- Yélimané Location in Mali
- Coordinates: 15°07′05″N 10°34′19″W﻿ / ﻿15.118°N 10.572°W
- Country: Mali
- Region: Kayes Region
- Cercle: Yélimané Cercle
- Commune: Guidimé
- Time zone: UTC+0 (GMT)

= Yélimané =

Yélimané is a town and principal settlement of the commune of Guidimé in the Cercle of Yélimané in the Kayes Region, in south-western Mali, near the border of Mauritania.
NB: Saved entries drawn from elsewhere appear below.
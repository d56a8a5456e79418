use axum::{
    extract::{rejection::JsonRejection, State},
    http::StatusCode,
    response::IntoResponse,
    routing::{get, post},
    Json, Router,
};
use serde_json::json;
use std::sync::Arc;
use tfidf_recommender_core::{
    AnyGateway, ConfiguredVectorizer, DocumentKind, RankError, RecommendError, Recommendations,
    RecommendationsRequest, Recommender, VectorizeError, VectorizeJobRequest,
    VectorizeProblemRequest, VectorizeUserRequest, VectorizedEntity, VectorizedUser, Vectorizer,
};
use tokio::signal;
use tracing::{error, info, warn};

pub struct AppState {
    pub recommender: Recommender<AnyGateway, ConfiguredVectorizer>,
    pub persist_vectors: bool,
}

pub fn router(state: Arc<AppState>, cors: bool) -> Router {
    let mut app = Router::new()
        .route("/health", get(health))
        .route("/vectorize_user", post(vectorize_user))
        .route("/vectorize_job", post(vectorize_job))
        .route("/vectorize_problem", post(vectorize_problem))
        .route("/recommendations", post(recommendations))
        .layer(
            tower_http::trace::TraceLayer::new_for_http()
                .make_span_with(
                    tower_http::trace::DefaultMakeSpan::new().level(tracing::Level::INFO),
                )
                .on_response(
                    tower_http::trace::DefaultOnResponse::new().level(tracing::Level::INFO),
                ),
        );

    if cors {
        app = app.layer(tower_http::cors::CorsLayer::permissive());
    }

    app.with_state(state)
}

pub async fn serve(state: Arc<AppState>, bind: &str, cors: bool) -> anyhow::Result<()> {
    let listener = tokio::net::TcpListener::bind(bind).await?;
    info!(address = %bind, "listening");
    axum::serve(listener, router(state, cors))
        .with_graceful_shutdown(shutdown_signal())
        .await?;
    Ok(())
}

async fn shutdown_signal() {
    let ctrl_c = async {
        signal::ctrl_c()
            .await
            .expect("failed to install Ctrl+C handler");
    };

    #[cfg(unix)]
    let terminate = async {
        signal::unix::signal(signal::unix::SignalKind::terminate())
            .expect("failed to install signal handler")
            .recv()
            .await;
    };

    #[cfg(not(unix))]
    let terminate = std::future::pending::<()>();

    tokio::select! {
        _ = ctrl_c => {},
        _ = terminate => {},
    }
    warn!("shutdown signal received");
}

#[derive(Debug)]
struct HttpError(RecommendError);

impl IntoResponse for HttpError {
    fn into_response(self) -> axum::response::Response {
        let status = match &self.0 {
            RecommendError::Validation(_) => StatusCode::BAD_REQUEST,
            RecommendError::UserVectorNotFound { .. } => StatusCode::NOT_FOUND,
            RecommendError::InvalidVectorData { .. } => StatusCode::UNPROCESSABLE_ENTITY,
            RecommendError::Vectorize(VectorizeError::EmptyDocument) => StatusCode::BAD_REQUEST,
            RecommendError::Vectorize(_) => StatusCode::INTERNAL_SERVER_ERROR,
            RecommendError::Rank(RankError::InvalidQueryVector(_)) => StatusCode::BAD_REQUEST,
            RecommendError::Rank(RankError::DimensionMismatch { .. }) => {
                StatusCode::UNPROCESSABLE_ENTITY
            }
            RecommendError::Gateway(_) => StatusCode::BAD_GATEWAY,
        };

        if status.is_server_error() {
            error!("{:?}", self.0);
        } else {
            warn!(status = status.as_u16(), "{}", self.0);
        }

        (status, Json(json!({"error": self.0.to_string()}))).into_response()
    }
}

impl<E> From<E> for HttpError
where
    E: Into<RecommendError>,
{
    fn from(err: E) -> Self {
        Self(err.into())
    }
}

/// Unwraps a JSON body, reporting unreadable bodies as validation failures.
fn parse_body<T>(payload: Result<Json<T>, JsonRejection>) -> Result<T, HttpError> {
    payload
        .map(|Json(body)| body)
        .map_err(|rejection| HttpError(RecommendError::Validation(rejection.body_text())))
}

async fn health(State(state): State<Arc<AppState>>) -> impl IntoResponse {
    Json(json!({
        "status": "ok",
        "mode": state.recommender.vectorizer().mode().to_string(),
    }))
}

async fn vectorize_user(
    State(state): State<Arc<AppState>>,
    payload: Result<Json<VectorizeUserRequest>, JsonRejection>,
) -> Result<Json<VectorizedUser>, HttpError> {
    let request = parse_body(payload)?;
    let result = state.recommender.vectorize_user(&request)?;
    if state.persist_vectors {
        state
            .recommender
            .store(DocumentKind::User, &result.user_id, &result.vector)
            .await?;
    }
    Ok(Json(result))
}

async fn vectorize_job(
    State(state): State<Arc<AppState>>,
    payload: Result<Json<VectorizeJobRequest>, JsonRejection>,
) -> Result<Json<VectorizedEntity>, HttpError> {
    let request = parse_body(payload)?;
    let result = state.recommender.vectorize_job(&request)?;
    if state.persist_vectors {
        state
            .recommender
            .store(DocumentKind::Job, &result.id, &result.vector)
            .await?;
    }
    Ok(Json(result))
}

async fn vectorize_problem(
    State(state): State<Arc<AppState>>,
    payload: Result<Json<VectorizeProblemRequest>, JsonRejection>,
) -> Result<Json<VectorizedEntity>, HttpError> {
    let request = parse_body(payload)?;
    let result = state.recommender.vectorize_problem(&request)?;
    if state.persist_vectors {
        state
            .recommender
            .store(DocumentKind::Problem, &result.id, &result.vector)
            .await?;
    }
    Ok(Json(result))
}

async fn recommendations(
    State(state): State<Arc<AppState>>,
    payload: Result<Json<RecommendationsRequest>, JsonRejection>,
) -> Result<Json<Recommendations>, HttpError> {
    let request = parse_body(payload)?;
    Ok(Json(state.recommender.recommendations(&request).await?))
}

#[cfg(test)]
mod tests {
    use super::*;
    use axum::body::Body;
    use axum::http::Request;
    use serde_json::Value;
    use tfidf_recommender_core::{MemoryGateway, RecommendationOptions};
    use tower::ServiceExt;

    fn state(persist_vectors: bool) -> Arc<AppState> {
        Arc::new(AppState {
            recommender: Recommender::new(
                AnyGateway::Memory(MemoryGateway::new()),
                ConfiguredVectorizer::per_document().unwrap(),
                RecommendationOptions::default(),
            ),
            persist_vectors,
        })
    }

    async fn post_json(app: &Router, uri: &str, body: &str) -> (StatusCode, Value) {
        let response = app
            .clone()
            .oneshot(
                Request::builder()
                    .method("POST")
                    .uri(uri)
                    .header("content-type", "application/json")
                    .body(Body::from(body.to_string()))
                    .unwrap(),
            )
            .await
            .unwrap();
        let status = response.status();
        let bytes = axum::body::to_bytes(response.into_body(), usize::MAX)
            .await
            .unwrap();
        (status, serde_json::from_slice(&bytes).unwrap())
    }

    #[tokio::test]
    async fn vectorize_user_returns_a_vector() {
        let app = router(state(false), false);
        let (status, body) = post_json(
            &app,
            "/vectorize_user",
            r#"{"user_id":"u1","bio":"Software engineer","profession":"developer"}"#,
        )
        .await;

        assert_eq!(status, StatusCode::OK);
        assert_eq!(body["user_id"], "u1");
        assert!(!body["vector"].as_array().unwrap().is_empty());
    }

    #[tokio::test]
    async fn missing_fields_are_bad_requests() {
        let app = router(state(false), false);
        let (status, body) = post_json(&app, "/vectorize_user", r#"{"user_id":"u1","bio":""}"#).await;
        assert_eq!(status, StatusCode::BAD_REQUEST);
        assert!(body["error"].as_str().unwrap().contains("required"));

        let (status, _) = post_json(&app, "/recommendations", r#"{}"#).await;
        assert_eq!(status, StatusCode::BAD_REQUEST);
    }

    #[tokio::test]
    async fn malformed_json_is_a_bad_request() {
        let app = router(state(false), false);
        let (status, body) = post_json(&app, "/vectorize_job", "{not json").await;
        assert_eq!(status, StatusCode::BAD_REQUEST);
        assert!(body["error"].is_string());
    }

    #[tokio::test]
    async fn unknown_user_is_not_found() {
        let app = router(state(false), false);
        let (status, body) = post_json(&app, "/recommendations", r#"{"user_id":"missing"}"#).await;
        assert_eq!(status, StatusCode::NOT_FOUND);
        assert!(body["error"].as_str().unwrap().contains("missing"));
    }

    #[tokio::test]
    async fn persisted_vectors_feed_recommendations() {
        let app = router(state(true), false);

        let (status, _) = post_json(
            &app,
            "/vectorize_user",
            r#"{"user_id":"u1","bio":"Rust","profession":"engineer"}"#,
        )
        .await;
        assert_eq!(status, StatusCode::OK);

        let (status, body) = post_json(
            &app,
            "/vectorize_job",
            r#"{"job_id":1,"title":"Engineer","description":"Rust"}"#,
        )
        .await;
        assert_eq!(status, StatusCode::OK);
        assert_eq!(body["id"], 1);

        let (status, _) = post_json(
            &app,
            "/vectorize_job",
            r#"{"id":2,"name":"Welder","description":"welding"}"#,
        )
        .await;
        assert_eq!(status, StatusCode::OK);

        let (status, body) = post_json(&app, "/recommendations", r#"{"user_id":"u1"}"#).await;
        assert_eq!(status, StatusCode::OK);
        assert_eq!(body["user_id"], "u1");
        let jobs = body["top_job_recommendations"].as_array().unwrap();
        // per-document vectors are positional, so both two-term jobs score 1.0
        // and the tie keeps storage order
        assert_eq!(jobs.len(), 2);
        assert_eq!(jobs[0][0], 1);
        assert!((jobs[0][1].as_f64().unwrap() - 1.0).abs() < 1e-9);
        assert_eq!(jobs[1][0], 2);
        assert!(body["top_problem_recommendations"].as_array().unwrap().is_empty());
    }

    #[tokio::test]
    async fn mismatched_vocabularies_are_reported() {
        let app = router(state(true), false);
        post_json(
            &app,
            "/vectorize_user",
            r#"{"user_id":"u1","bio":"Rust","profession":"engineer"}"#,
        )
        .await;
        post_json(
            &app,
            "/vectorize_problem",
            r#"{"problem_id":"p1","name":"Leaking pipe","description":"kitchen sink"}"#,
        )
        .await;

        let (status, _) = post_json(&app, "/recommendations", r#"{"user_id":"u1"}"#).await;
        assert_eq!(status, StatusCode::UNPROCESSABLE_ENTITY);
    }

    #[tokio::test]
    async fn health_reports_mode() {
        let app = router(state(false), false);
        let response = app
            .oneshot(Request::builder().uri("/health").body(Body::empty()).unwrap())
            .await
            .unwrap();
        assert_eq!(response.status(), StatusCode::OK);
        let bytes = axum::body::to_bytes(response.into_body(), usize::MAX)
            .await
            .unwrap();
        let body: Value = serde_json::from_slice(&bytes).unwrap();
        assert_eq!(body["mode"], "per-document");
    }
}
Yélimané is served by Yélimané Airport.

==History==
The oldest settlement on the site is the suburb of Yelimane Sebe, which was the headquarters of Garan Coulibaly, the governor of the area when it was dominated by Kaarta, c. 1774-1854. In that year the tata was assaulted and taken in a four-hour battle by El Hajj Umar Tall. Yelimane Sebe became a Tukolor base, until it was taken and burned by French forces on December 22nd, 1890.

At that point, Yelimane proper (Yelimane Grand) was created as a French military post and was garrisoned until 1922. In order to ensure an available supply of labor, in 1895 the French established a Village de liberté for freed slaves nearby, which became the suburb of Dugubara.